**Prompt**
Copy out all of the records, exactly as they appear.

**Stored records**

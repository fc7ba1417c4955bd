//! Core configuration validators
//!
//! GatewayConfig, ServerConfig, ProviderConfig and CreditConfig.

use super::trait_def::Validate;
use crate::config::models::*;
use crate::core::providers::ProviderType;
use std::collections::HashSet;
use tracing::debug;

impl Validate for GatewayConfig {
    fn validate(&self) -> Result<(), String> {
        debug!("Validating gateway configuration");

        self.server.validate()?;
        self.auth.validate()?;
        self.roles.validate()?;

        if self.providers.is_empty() {
            return Err("At least one provider must be configured".to_string());
        }

        let mut provider_names = HashSet::new();
        for provider in &self.providers {
            if !provider_names.insert(provider.name.as_str()) {
                return Err(format!("Duplicate provider name: {}", provider.name));
            }
            provider.validate()?;
        }

        self.router.validate()?;
        for (field, name) in [
            ("primary", &self.router.primary),
            ("fallback", &self.router.fallback),
        ] {
            if let Some(name) = name {
                if !provider_names.contains(name.as_str()) {
                    return Err(format!(
                        "Router {} '{}' is not a configured provider",
                        field, name
                    ));
                }
            }
        }

        self.credits.validate()?;

        debug!("Gateway configuration validation completed");
        Ok(())
    }
}

impl Validate for ServerConfig {
    fn validate(&self) -> Result<(), String> {
        debug!("Validating server configuration");

        if self.host.is_empty() {
            return Err("Server host cannot be empty".to_string());
        }

        if self.port == 0 {
            return Err("Server port must be greater than 0".to_string());
        }

        if let Some(workers) = self.workers {
            if workers == 0 {
                return Err("Worker count must be greater than 0".to_string());
            }
        }

        if self.heartbeat_interval_secs == 0 {
            return Err("Heartbeat interval must be greater than 0".to_string());
        }

        if self.max_frame_size < 1024 {
            return Err("Max frame size must be at least 1 KiB".to_string());
        }

        Ok(())
    }
}

impl Validate for ProviderConfig {
    fn validate(&self) -> Result<(), String> {
        if self.name.is_empty() {
            return Err("Provider name cannot be empty".to_string());
        }

        self.provider_type
            .parse::<ProviderType>()
            .map_err(|e| format!("Provider '{}': {}", self.name, e))?;

        if self.api_key.is_empty() {
            return Err(format!("Provider '{}' has no API key", self.name));
        }

        if let Some(base_url) = &self.base_url {
            url::Url::parse(base_url)
                .map_err(|e| format!("Provider '{}' base_url invalid: {}", self.name, e))?;
        }

        if self.timeout == 0 {
            return Err(format!("Provider '{}' timeout must be > 0", self.name));
        }

        if self.stream_buffer_size == 0 {
            return Err(format!(
                "Provider '{}' stream buffer size must be > 0",
                self.name
            ));
        }

        if self.retry.max_attempts == 0 {
            return Err(format!(
                "Provider '{}' retry max_attempts must be at least 1",
                self.name
            ));
        }

        if self.retry.backoff_multiplier < 1.0 {
            return Err(format!(
                "Provider '{}' retry backoff multiplier must be >= 1.0",
                self.name
            ));
        }

        Ok(())
    }
}

impl Validate for CreditConfig {
    fn validate(&self) -> Result<(), String> {
        if self.chars_per_token <= 0.0 {
            return Err("credits.chars_per_token must be greater than 0".to_string());
        }

        if self.default_completion_ratio < 0.0
            || self.completion_ratios.iter().any(|r| r.ratio < 0.0)
        {
            return Err("Completion ratios cannot be negative".to_string());
        }

        if self.default_credits_per_1k_tokens < 0.0
            || self.prices.iter().any(|p| p.credits_per_1k_tokens < 0.0)
        {
            return Err("Prices cannot be negative".to_string());
        }

        if let Some(ledger) = &self.ledger {
            url::Url::parse(&ledger.base_url)
                .map_err(|e| format!("Ledger base_url invalid: {}", e))?;
        }

        Ok(())
    }
}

**Exercise result**
repository fc7ba1417c4955bd
//! Core configuration validators
//!
//! GatewayConfig, ServerConfig, ProviderConfig and CreditConfig.

use super::trait_def::Validate;
use crate::config::models::*;
use crate::core::providers::ProviderType;
use std::collections::HashSet;
use tracing::debug;

impl Validate for GatewayConfig {
    fn validate(&self) -> Result<(), String> {
        debug!("Validating gateway configuration");

        self.server.validate()?;
        self.auth.validate()?;
        self.roles.validate()?;

        if self.providers.is_empty() {
            return Err("At least one provider must be configured".to_string());
        }

        let mut provider_names = HashSet::new();
        for provider in &self.providers {
            if !provider_names.insert(provider.name.as_str()) {
                return Err(format!("Duplicate provider name: {}", provider.name));
            }
            provider.validate()?;
        }

        self.router.validate()?;
        for (field, name) in [
            ("primary", &self.router.primary),
            ("fallback", &self.router.fallback),
        ] {
            if let Some(name) = name {
                if !provider_names.contains(name.as_str()) {
                    return Err(format!(
                        "Router {} '{}' is not a configured provider",
                        field, name
                    ));
                }
            }
        }

        self.credits.validate()?;

        debug!("Gateway configuration validation completed");
        Ok(())
    }
}

impl Validate for ServerConfig {
    fn validate(&self) -> Result<(), String> {
        debug!("Validating server configuration");

        if self.host.is_empty() {
            return Err("Server host cannot be empty".to_string());
        }

        if self.port == 0 {
            return Err("Server port must be greater than 0".to_string());
        }

        if let Some(workers) = self.workers {
            if workers == 0 {
                return Err("Worker count must be greater than 0".to_string());
            }
        }

        if self.heartbeat_interval_secs == 0 {
            return Err("Heartbeat interval must be greater than 0".to_string());
        }

        if self.max_frame_size < 1024 {
            return Err("Max frame size must be at least 1 KiB".to_string());
        }

        Ok(())
    }
}

impl Validate for ProviderConfig {
    fn validate(&self) -> Result<(), String> {
        if self.name.is_empty() {
            return Err("Provider name cannot be empty".to_string());
        }

        self.provider_type
            .parse::<ProviderType>()
            .map_err(|e| format!("Provider '{}': {}", self.name, e))?;

        if self.api_key.is_empty() {
            return Err(format!("Provider '{}' has no API key", self.name));
        }

        if let Some(base_url) = &self.base_url {
            url::Url::parse(base_url)
                .map_err(|e| format!("Provider '{}' base_url invalid: {}", self.name, e))?;
        }

        if self.timeout == 0 {
            return Err(format!("Provider '{}' timeout must be > 0", self.name));
        }

        if self.stream_buffer_size == 0 {
            return Err(format!(
                "Provider '{}' stream buffer size must be > 0",
                self.name
            ));
        }

        if self.retry.max_attempts == 0 {
            return Err(format!(
                "Provider '{}' retry max_attempts must be at least 1",
                self.name
            ));
        }

        if self.retry.backoff_multiplier < 1.0 {
            return Err(format!(
                "Provider '{}' retry backoff multiplier must be >= 1.0",
                self.name
            ));
        }

        Ok(())
    }
}

impl Validate for CreditConfig {
    fn validate(&self) -> Result<(), String> {
        if self.chars_per_token <= 0.0 {
            return Err("credits.chars_per_token must be greater than 0".to_string());
        }

        if self.default_completion_ratio < 0.0
            || self.completion_ratios.iter().any(|r| r.ratio < 0.0)
        {
            return Err("Completion ratios cannot be negative".to_string());
        }

        if self.default_credits_per_1k_tokens < 0.0
            || self.prices.iter().any(|p| p.credits_per_1k_tokens < 0.0)
        {
            return Err("Prices cannot be negative".to_string());
        }

        if let Some(ledger) = &self.ledger {
            url::Url::parse(&ledger.base_url)
                .map_err(|e| format!("Ledger base_url invalid: {}", e))?;
        }

        Ok(())
    }
}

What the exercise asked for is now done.